Неувядаемый цвет: книга воспоминаний. Том 3 | страница 2



Боже мой! Сколькие из нас обрадовались, залюбовались сначала февральским заревом, а иные – и октябрьским! Даже Клюев, весь из кондовой Руси, и тот поначалу кощунственно загуркотал:

Революцию и Матерь Света
В песнях возвеличим.

Сколькие из нас не поняли, что блеск тот – мишурный, что то не звезды, а «лампионы», что русская пуща беспощадной подвергнется вырубке, что визгливо заскрежещут пилы, что тупо застучат топоры, что кряхтом закряхтят кряжи, что хрустом захрустят ветки, что брызмя брызнут пахучие, клейкие щепки, что всю землю устелют восковой гробовой желтизною мертвые иглы елей и сосен и – некогда многошумная – пестрядь листьев, что всюду – куда ни глянь – станет пусто, голо: торчат кособокие угрюмые пни, хоть бы дятел тукнул, хоть бы жалостно прокуковала кукушка, хоть бы заяц дал стрекача, а после вырубки народится царство рябого лесника с увешанной впритык орденами грудью.
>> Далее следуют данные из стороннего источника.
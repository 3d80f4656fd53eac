//! Configuration loading and merging logic.
//!
//! # Configuration Hierarchy
//!
//! Configuration is loaded in the following order (later sources override earlier ones):
//! 1. **Hardcoded defaults** - Built-in fallback values
//! 2. **User config** - `~/.overlay-purge/config.toml`
//! 3. **Project config** - `./.overlay-purge/config.toml`
//! 4. **Environment** - `CLOUDINARY_URL` and `OVERLAY_PURGE_LOG_LEVEL`

use std::fs;
use std::path::{Path, PathBuf};

use reqwest::Url;
use tracing::debug;

use crate::config::defaults::{
    CLOUDINARY_URL_ENV, CONFIG_DIR_NAME, CONFIG_FILE_NAME, LOG_LEVEL_ENV,
};
use crate::config::types::{CloudinaryConfig, Credentials, PurgeConfig};
use crate::config::validation::validate_config;
use crate::errors::ConfigError;

/// Environment values that take precedence over config files.
#[derive(Debug, Clone, Default)]
pub struct EnvOverrides {
    pub cloudinary_url: Option<String>,
    pub log_level: Option<String>,
}

impl EnvOverrides {
    pub fn from_env() -> Self {
        Self {
            cloudinary_url: non_empty_var(CLOUDINARY_URL_ENV),
            log_level: non_empty_var(LOG_LEVEL_ENV),
        }
    }
}

fn non_empty_var(name: &str) -> Option<String> {
    std::env::var(name).ok().filter(|v| !v.trim().is_empty())
}

/// Load configuration from the hierarchy of config files and the environment.
///
/// # Errors
///
/// Returns an error if a config file exists but cannot be read or parsed,
/// if `CLOUDINARY_URL` is malformed, or if validation fails. Missing config
/// files are not errors.
pub fn load_hierarchy() -> Result<PurgeConfig, ConfigError> {
    let user_path = dirs::home_dir().map(|home| config_path_in(&home));
    let project_path = std::env::current_dir().ok().map(|cwd| config_path_in(&cwd));

    load_from_sources(
        user_path.as_deref(),
        project_path.as_deref(),
        &EnvOverrides::from_env(),
    )
}

/// `<dir>/.overlay-purge/config.toml`
pub fn config_path_in(dir: &Path) -> PathBuf {
    dir.join(CONFIG_DIR_NAME).join(CONFIG_FILE_NAME)
}

/// Load and merge the given sources. Split out from [`load_hierarchy`] so the
/// merge order can be exercised without touching the real home directory.
pub fn load_from_sources(
    user_path: Option<&Path>,
    project_path: Option<&Path>,
    env: &EnvOverrides,
) -> Result<PurgeConfig, ConfigError> {
    let mut config = PurgeConfig::default();

    for path in [user_path, project_path].into_iter().flatten() {
        if let Some(file_config) = load_config_file(path)? {
            debug!(event = "core.config.file_loaded", path = %path.display());
            config = merge_configs(config, file_config);
        }
    }

    let config = apply_env(config, env)?;
    validate_config(&config)?;

    Ok(config)
}

/// Load a configuration file, returning `None` if it does not exist.
fn load_config_file(path: &Path) -> Result<Option<PurgeConfig>, ConfigError> {
    let content = match fs::read_to_string(path) {
        Ok(content) => content,
        Err(e) if e.kind() == std::io::ErrorKind::NotFound => return Ok(None),
        Err(source) => {
            return Err(ConfigError::ReadFailed {
                path: path.display().to_string(),
                source,
            });
        }
    };

    toml::from_str(&content)
        .map(Some)
        .map_err(|e| ConfigError::ConfigParseError {
            path: path.display().to_string(),
            message: e.to_string(),
        })
}

/// Merge two configurations, with `override_config` taking precedence field by field.
pub fn merge_configs(base: PurgeConfig, override_config: PurgeConfig) -> PurgeConfig {
    let base_c = base.cloudinary;
    let over_c = override_config.cloudinary;

    PurgeConfig {
        log_level: override_config.log_level.or(base.log_level),
        cloudinary: CloudinaryConfig {
            cloud_name: over_c.cloud_name.or(base_c.cloud_name),
            api_key: over_c.api_key.or(base_c.api_key),
            api_secret: over_c.api_secret.or(base_c.api_secret),
            api_base: over_c.api_base.or(base_c.api_base),
            timeout_secs: over_c.timeout_secs.or(base_c.timeout_secs),
        },
    }
}

fn apply_env(mut config: PurgeConfig, env: &EnvOverrides) -> Result<PurgeConfig, ConfigError> {
    if let Some(raw) = &env.cloudinary_url {
        let creds = parse_cloudinary_url(raw)?;
        config.cloudinary.cloud_name = Some(creds.cloud_name);
        config.cloudinary.api_key = Some(creds.api_key);
        config.cloudinary.api_secret = Some(creds.api_secret);
    }
    if let Some(level) = &env.log_level {
        config.log_level = Some(level.clone());
    }
    Ok(config)
}

/// Parse `cloudinary://<api_key>:<api_secret>@<cloud_name>`.
pub fn parse_cloudinary_url(raw: &str) -> Result<Credentials, ConfigError> {
    let url = Url::parse(raw.trim()).map_err(|e| ConfigError::InvalidCloudinaryUrl {
        message: e.to_string(),
    })?;

    if url.scheme() != "cloudinary" {
        return Err(ConfigError::InvalidCloudinaryUrl {
            message: format!("expected scheme 'cloudinary', got '{}'", url.scheme()),
        });
    }

    let cloud_name = url.host_str().unwrap_or_default();
    let api_key = url.username();
    let api_secret = url.password().unwrap_or_default();

    if cloud_name.is_empty() || api_key.is_empty() || api_secret.is_empty() {
        return Err(ConfigError::InvalidCloudinaryUrl {
            message: "expected cloudinary://<api_key>:<api_secret>@<cloud_name>".to_string(),
        });
    }

    Ok(Credentials {
        cloud_name: cloud_name.to_string(),
        api_key: api_key.to_string(),
        api_secret: api_secret.to_string(),
    })
}

/// Resolve the credentials from a merged config.
///
/// # Errors
///
/// [`ConfigError::MissingCredentials`] naming every field that is unset or blank.
pub fn credentials(config: &PurgeConfig) -> Result<Credentials, ConfigError> {
    let c = &config.cloudinary;
    let present = |v: &Option<String>| {
        v.as_deref()
            .map(str::trim)
            .filter(|s| !s.is_empty())
            .map(str::to_string)
    };

    match (present(&c.cloud_name), present(&c.api_key), present(&c.api_secret)) {
        (Some(cloud_name), Some(api_key), Some(api_secret)) => Ok(Credentials {
            cloud_name,
            api_key,
            api_secret,
        }),
        (cloud_name, api_key, api_secret) => {
            let missing: Vec<&str> = [
                ("cloud_name", cloud_name.is_none()),
                ("api_key", api_key.is_none()),
                ("api_secret", api_secret.is_none()),
            ]
            .into_iter()
            .filter_map(|(name, is_missing)| is_missing.then_some(name))
            .collect();
            Err(ConfigError::MissingCredentials {
                missing: missing.join(", "),
            })
        }
    }
}
//! Scripted in-memory [`MediaApi`] used by unit tests.

use std::cell::RefCell;
use std::collections::{HashMap, VecDeque};

use crate::api::errors::ApiError;
use crate::api::traits::MediaApi;
use crate::api::types::{
    DeleteRequest, DeleteResponse, DerivedPage, DerivedResource, TransformationEntry,
    TransformationPage,
};

/// A scripted API response; errors are produced lazily since `ApiError` is not `Clone`.
pub(crate) enum Scripted<T> {
    Page(T),
    RateLimited,
    Failure(u16),
}

impl<T> Scripted<T> {
    fn into_result(self) -> Result<T, ApiError> {
        match self {
            Scripted::Page(page) => Ok(page),
            Scripted::RateLimited => Err(ApiError::RateLimited),
            Scripted::Failure(status) => Err(ApiError::Status {
                status,
                message: "scripted failure".to_string(),
            }),
        }
    }
}

/// Records every call and replays scripted pages in order.
#[derive(Default)]
pub(crate) struct FakeMediaApi {
    listing: RefCell<VecDeque<Scripted<TransformationPage>>>,
    details: RefCell<HashMap<String, VecDeque<Scripted<DerivedPage>>>>,
    fail_delete_call: Option<usize>,
    pub listing_cursors: RefCell<Vec<Option<String>>>,
    pub detail_calls: RefCell<Vec<(String, Option<String>)>>,
    pub delete_calls: RefCell<Vec<DeleteRequest>>,
}

impl FakeMediaApi {
    pub fn new() -> Self {
        Self::default()
    }

    pub fn with_listing(self, page: Scripted<TransformationPage>) -> Self {
        self.listing.borrow_mut().push_back(page);
        self
    }

    pub fn with_details(self, transformation: &str, page: Scripted<DerivedPage>) -> Self {
        self.details
            .borrow_mut()
            .entry(transformation.to_string())
            .or_default()
            .push_back(page);
        self
    }

    /// Fail the n-th (0-based) delete call with a 500.
    pub fn failing_delete_at(mut self, call: usize) -> Self {
        self.fail_delete_call = Some(call);
        self
    }

    /// Queue `ids` for `transformation`, split into pages of `page_size`.
    pub fn with_derived_ids(
        mut self,
        transformation: &str,
        ids: &[String],
        page_size: usize,
    ) -> Self {
        let chunks: Vec<&[String]> = ids.chunks(page_size.max(1)).collect();
        let last = chunks.len().saturating_sub(1);
        for (index, chunk) in chunks.into_iter().enumerate() {
            let next_cursor = (index != last).then(|| format!("{transformation}-{}", index + 1));
            let page = derived_page(chunk, next_cursor);
            self = self.with_details(transformation, Scripted::Page(page));
        }
        self
    }
}

impl MediaApi for FakeMediaApi {
    fn list_transformations(&self, cursor: Option<&str>) -> Result<TransformationPage, ApiError> {
        self.listing_cursors
            .borrow_mut()
            .push(cursor.map(str::to_string));
        self.listing
            .borrow_mut()
            .pop_front()
            .unwrap_or(Scripted::Page(TransformationPage::default()))
            .into_result()
    }

    fn transformation_details(
        &self,
        transformation: &str,
        cursor: Option<&str>,
    ) -> Result<DerivedPage, ApiError> {
        self.detail_calls
            .borrow_mut()
            .push((transformation.to_string(), cursor.map(str::to_string)));
        self.details
            .borrow_mut()
            .get_mut(transformation)
            .and_then(VecDeque::pop_front)
            .unwrap_or(Scripted::Page(DerivedPage::default()))
            .into_result()
    }

    fn delete_derived(&self, request: &DeleteRequest) -> Result<DeleteResponse, ApiError> {
        let call = self.delete_calls.borrow().len();
        self.delete_calls.borrow_mut().push(request.clone());
        if self.fail_delete_call == Some(call) {
            return Scripted::<DeleteResponse>::Failure(500).into_result();
        }
        Ok(DeleteResponse {
            deleted: request
                .public_ids
                .iter()
                .map(|id| (id.clone(), "deleted".to_string()))
                .collect(),
            partial: false,
        })
    }
}

pub(crate) fn listing_page(
    entries: Vec<TransformationEntry>,
    next_cursor: Option<&str>,
) -> TransformationPage {
    TransformationPage {
        transformations: entries,
        next_cursor: next_cursor.map(str::to_string),
    }
}

pub(crate) fn derived_page(ids: &[String], next_cursor: Option<String>) -> DerivedPage {
    DerivedPage {
        derived: ids
            .iter()
            .map(|id| DerivedResource {
                public_id: id.clone(),
            })
            .collect(),
        next_cursor,
    }
}

/// `prefix/0`, `prefix/1`, ...
pub(crate) fn public_ids(prefix: &str, count: usize) -> Vec<String> {
    (0..count).map(|i| format!("{prefix}/{i}")).collect()
}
Когда я переехал в Москву, то даже такой верноподданный Пастернака и такой искусный и неутомимый пропагандист его поэзии, как Эдуард Багрицкий, сумел внушить мне любовь к отдельным его строкам и строфам, но обратить меня в пастернакову веру оказалось не под силу даже ему.
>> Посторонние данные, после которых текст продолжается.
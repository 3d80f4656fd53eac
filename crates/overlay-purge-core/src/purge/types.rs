use std::fmt;

/// Stages of a purge run, in the only order they can occur.
#[derive(Debug, Clone, Copy, PartialEq, Eq)]
pub enum PurgeStage {
    Start,
    Listing,
    Resolving,
    Deleting,
    Done,
}

impl fmt::Display for PurgeStage {
    fn fmt(&self, f: &mut fmt::Formatter<'_>) -> fmt::Result {
        match self {
            PurgeStage::Start => write!(f, "start"),
            PurgeStage::Listing => write!(f, "listing"),
            PurgeStage::Resolving => write!(f, "resolving"),
            PurgeStage::Deleting => write!(f, "deleting"),
            PurgeStage::Done => write!(f, "done"),
        }
    }
}

/// Outcome of one run.
#[derive(Debug, Clone, PartialEq, Eq)]
pub struct PurgeSummary {
    /// Overlay image name as given on the command line
    pub overlay: String,
    /// Substring searched for in transformation names
    pub marker: String,
    /// Used transformations whose name contains the marker
    pub transformations: Vec<String>,
    /// Derived resources found for those transformations
    pub resources_found: usize,
    /// Ids submitted for deletion. Counts requests sent, not deletions confirmed.
    pub total_submitted: usize,
}

impl PurgeSummary {
    pub fn new(overlay: &str, marker: &str) -> Self {
        Self {
            overlay: overlay.to_string(),
            marker: marker.to_string(),
            transformations: Vec::new(),
            resources_found: 0,
            total_submitted: 0,
        }
    }
}
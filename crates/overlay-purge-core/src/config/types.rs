//! Configuration type definitions for overlay-purge.
//!
//! # Example Configuration
//!
//! ```toml
//! log_level = "info"
//!
//! [cloudinary]
//! cloud_name = "demo"
//! api_key = "123456789012345"
//! api_secret = "abcdefghijklmnopqrstuvwxyz0"
//! api_base = "https://api.cloudinary.com"
//! timeout_secs = 60
//! ```

use serde::{Deserialize, Serialize};

/// Main configuration loaded from TOML config files and the environment.
///
/// Every field is optional so that a project config can override only the
/// values it cares about; defaults are applied at the point of use.
#[derive(Debug, Clone, Serialize, Deserialize, Default, PartialEq)]
pub struct PurgeConfig {
    /// Log level for the `overlay_purge` target (default: info)
    #[serde(default, skip_serializing_if = "Option::is_none")]
    pub log_level: Option<String>,

    /// Cloudinary account and transport settings
    #[serde(default)]
    pub cloudinary: CloudinaryConfig,
}

/// Cloudinary Admin API settings.
#[derive(Clone, Serialize, Deserialize, Default, PartialEq)]
pub struct CloudinaryConfig {
    #[serde(default, skip_serializing_if = "Option::is_none")]
    pub cloud_name: Option<String>,

    #[serde(default, skip_serializing_if = "Option::is_none")]
    pub api_key: Option<String>,

    #[serde(default, skip_serializing_if = "Option::is_none")]
    pub api_secret: Option<String>,

    /// Admin API origin. Default: https://api.cloudinary.com
    #[serde(default, skip_serializing_if = "Option::is_none")]
    pub api_base: Option<String>,

    /// Per-request timeout in seconds. Default: 60.
    #[serde(default, skip_serializing_if = "Option::is_none")]
    pub timeout_secs: Option<u64>,
}

// Hand-written so the secret never ends up in a log line.
impl std::fmt::Debug for CloudinaryConfig {
    fn fmt(&self, f: &mut std::fmt::Formatter<'_>) -> std::fmt::Result {
        f.debug_struct("CloudinaryConfig")
            .field("cloud_name", &self.cloud_name)
            .field("api_key", &self.api_key)
            .field("api_secret", &self.api_secret.as_ref().map(|_| "<redacted>"))
            .field("api_base", &self.api_base)
            .field("timeout_secs", &self.timeout_secs)
            .finish()
    }
}

/// Fully resolved credentials required to talk to the Admin API.
#[derive(Clone, PartialEq, Eq)]
pub struct Credentials {
    pub cloud_name: String,
    pub api_key: String,
    pub api_secret: String,
}

impl std::fmt::Debug for Credentials {
    fn fmt(&self, f: &mut std::fmt::Formatter<'_>) -> std::fmt::Result {
        f.debug_struct("Credentials")
            .field("cloud_name", &self.cloud_name)
            .field("api_key", &self.api_key)
            .field("api_secret", &"<redacted>")
            .finish()
    }
}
В Москве я получил доступ к сборникам стихотворений Пастернака и, конечно, не мог не восхищаться открытиями поэта и в природе, и во внутреннем мире человека:

…палое небо с дорог не подобрано.

(о лужах после дождя),

Кавказ был весь как на ладони
И весь как смятая постель…

(о горах).

Вокзал, несгораемый ящик
Разлук моих, встреч и разлук…
В тот день всю тебя, от гребенок до ног,
Как трагик в провинции драму Шекспирову,
Носил я с собою и знал назубок,
Шатался по городу и репетировал.
Красавица моя, вся стать,
Вся суть твоя мне по сердцу,
Вся рвется музыкою стать
И вся на рифму просится.

Леонид Петрович Гроссман, продолжавший заниматься воспитанием моего художественного вкуса и после того, как я перестал быть его студентом, как-то на память прочел мне стихотворение Пастернака, посвященное Брюсову, и вот оно захватило меня почти целиком – и образом, точно передающим бескорыстный и неугасимый учительский темперамент Брюсова:

Линейкой нас не умирать учили…

и четким сознанием того, что Брюсов оступился в конце жизненной своей дороги:

…Брюсова горька
Широко разбежавшаяся участь…

и, наконец, ясным пониманием того, где же мы живем:

…ум черствеет в царстве дурака…

А ведь это было написано задолго до периода сталинской тупоголовости и до хрущевского балагана – балагана даже не на уездной, а на сельской «ярманке».